The previous literature also showed conflicting evidence evaluating the link between ADT and HF. Multiple previous studies revealed men treated with ADT were associated with significantly increased of fatal and nonfatal HF in all patients especially for those with pre-existing CVD which met our results [32]; whereas only one propensity-score matching cohort study from Canada demonstrated that incidence of HF was not higher among ADT users with HR= 0.95; 95%CI, 0.90-1.00. Research which explored the impact of ADT on cardiomyocyte contractility at molecular level, and the results of testosterone therapy for HF at clinical level is needed to specify the possible relationship between HF and ADT.

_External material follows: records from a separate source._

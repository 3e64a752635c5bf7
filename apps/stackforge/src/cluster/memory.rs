//! In-memory [`Cluster`] used for dry runs and tests.
//!
//! Every call is recorded. Replica answers can be scripted per stack; the
//! last scripted answer repeats. A deployed stack without a script reports
//! one converged service.

use super::{Cluster, ServiceReplicas};
use crate::error::DeployError;
use async_trait::async_trait;
use stackforge_core::ResourceKind;
use std::collections::{BTreeMap, BTreeSet, VecDeque};
use std::path::Path;
use std::sync::{Mutex, MutexGuard};

#[derive(Debug, Default)]
struct State {
    existing: BTreeSet<(ResourceKind, String)>,
    created: Vec<(ResourceKind, String)>,
    deployed: Vec<String>,
    manifests: BTreeMap<String, String>,
    stacks: BTreeSet<String>,
    removed: Vec<String>,
    scripts: BTreeMap<String, VecDeque<Vec<ServiceReplicas>>>,
    fail_create: BTreeSet<String>,
    fail_deploy: BTreeSet<String>,
}

#[derive(Debug, Default)]
pub struct MemoryCluster {
    state: Mutex<State>,
}

impl MemoryCluster {
    pub fn new() -> Self {
        Self::default()
    }

    fn state(&self) -> MutexGuard<'_, State> {
        self.state.lock().unwrap_or_else(|e| e.into_inner())
    }

    /// Pretend `name` already exists on the cluster.
    pub fn seed(&self, kind: ResourceKind, name: &str) {
        self.state().existing.insert((kind, name.to_string()));
    }

    /// Make creating the object `name` fail.
    pub fn fail_create(&self, name: &str) {
        self.state().fail_create.insert(name.to_string());
    }

    /// Make deploying the stack `name` fail.
    pub fn fail_deploy(&self, name: &str) {
        self.state().fail_deploy.insert(name.to_string());
    }

    /// Queue replica answers for `stack`.
    pub fn script(&self, stack: &str, answers: Vec<Vec<ServiceReplicas>>) {
        self.state()
            .scripts
            .insert(stack.to_string(), answers.into_iter().collect());
    }

    /// Objects created through this adapter, in call order.
    pub fn created(&self) -> Vec<(ResourceKind, String)> {
        self.state().created.clone()
    }

    /// Stacks deployed through this adapter, in call order.
    pub fn deployed(&self) -> Vec<String> {
        self.state().deployed.clone()
    }

    /// Manifest text read at deploy time.
    pub fn manifest(&self, stack: &str) -> Option<String> {
        self.state().manifests.get(stack).cloned()
    }

    pub fn removed(&self) -> Vec<String> {
        self.state().removed.clone()
    }

    fn create(&self, kind: ResourceKind, name: &str) -> Result<(), DeployError> {
        let mut state = self.state();
        if state.fail_create.contains(name) {
            return Err(DeployError::ResourceProvision {
                kind,
                name: name.to_string(),
                detail: "injected failure".to_string(),
            });
        }
        state.existing.insert((kind, name.to_string()));
        state.created.push((kind, name.to_string()));
        Ok(())
    }
}

#[async_trait]
impl Cluster for MemoryCluster {
    async fn list(&self, kind: ResourceKind) -> Result<Vec<String>, DeployError> {
        Ok(self
            .state()
            .existing
            .iter()
            .filter(|(k, _)| *k == kind)
            .map(|(_, name)| name.clone())
            .collect())
    }

    async fn create_network(&self, name: &str) -> Result<(), DeployError> {
        self.create(ResourceKind::Network, name)
    }

    async fn create_volume(&self, name: &str) -> Result<(), DeployError> {
        self.create(ResourceKind::Volume, name)
    }

    async fn create_config(&self, name: &str, _source: &Path) -> Result<(), DeployError> {
        self.create(ResourceKind::Config, name)
    }

    async fn deploy_stack(&self, name: &str, manifest: &Path) -> Result<(), DeployError> {
        let failing = self.state().fail_deploy.contains(name);
        if failing {
            return Err(DeployError::Command {
                command: format!("stack deploy {name}"),
                detail: "injected failure".to_string(),
            });
        }
        let text = tokio::fs::read_to_string(manifest)
            .await
            .map_err(|e| DeployError::store(manifest, e))?;
        let mut state = self.state();
        state.manifests.insert(name.to_string(), text);
        state.stacks.insert(name.to_string());
        state.deployed.push(name.to_string());
        Ok(())
    }

    async fn list_stacks(&self) -> Result<Vec<String>, DeployError> {
        Ok(self.state().stacks.iter().cloned().collect())
    }

    async fn stack_services(&self, stack: &str) -> Result<Vec<ServiceReplicas>, DeployError> {
        let mut state = self.state();
        if let Some(queue) = state.scripts.get_mut(stack) {
            let answer = if queue.len() > 1 {
                queue.pop_front()
            } else {
                queue.front().cloned()
            };
            return Ok(answer.unwrap_or_default());
        }
        if state.stacks.contains(stack) {
            return Ok(vec![ServiceReplicas::new(format!("{stack}_{stack}"), 1, 1)]);
        }
        Ok(Vec::new())
    }

    async fn remove_stack(&self, stack: &str) -> Result<(), DeployError> {
        let mut state = self.state();
        state.stacks.remove(stack);
        state.removed.push(stack.to_string());
        Ok(())
    }

    async fn service_logs(&self, service: &str, tail: usize) -> Result<String, DeployError> {
        Ok(format!("{service}: last {tail} lines\n"))
    }
}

This study has limitations. First, although we have strictly followed the PRISMA guidance, tried our best to apply the most extensive keywords and conducted the selection as impartial as possible, we know that some potential studies may still be neglected in our search, which would compromise our results. Second, the heterogeneity of our study was high, probably due to included studies used different criteria for patient recruitment, different defination of CHD, AMI, SCD, HF among studies and different treatment method for PCa, and because they included disease of variable severity. We could not explore the source of the heterogeneity through subgroup analyses because of the limited quantity of included studies. However, the ‘‘remove-one’’ sensitivity analysis suggested that our findings are convincible. The funnel plot also indicated that there is no publication bias. Future studies should aim to recruit consecutive cases under ADT treatment with more detailed subgroup analysis and assess cardiac risk using standarlized instruments that have cross-centre validity. Third, our analysis pooled together both RCT and observational studies, and subgroup analyses based on study design were not performed in the AMI and CHD subgroup, because all the included studies are designed observationally for AMI and CHD subgroup. Fourth, some included studies do not provide direct data for analysis, so we have to calculate and extract the data we needed by ourselves, this may have an impact on the overall result to some extent.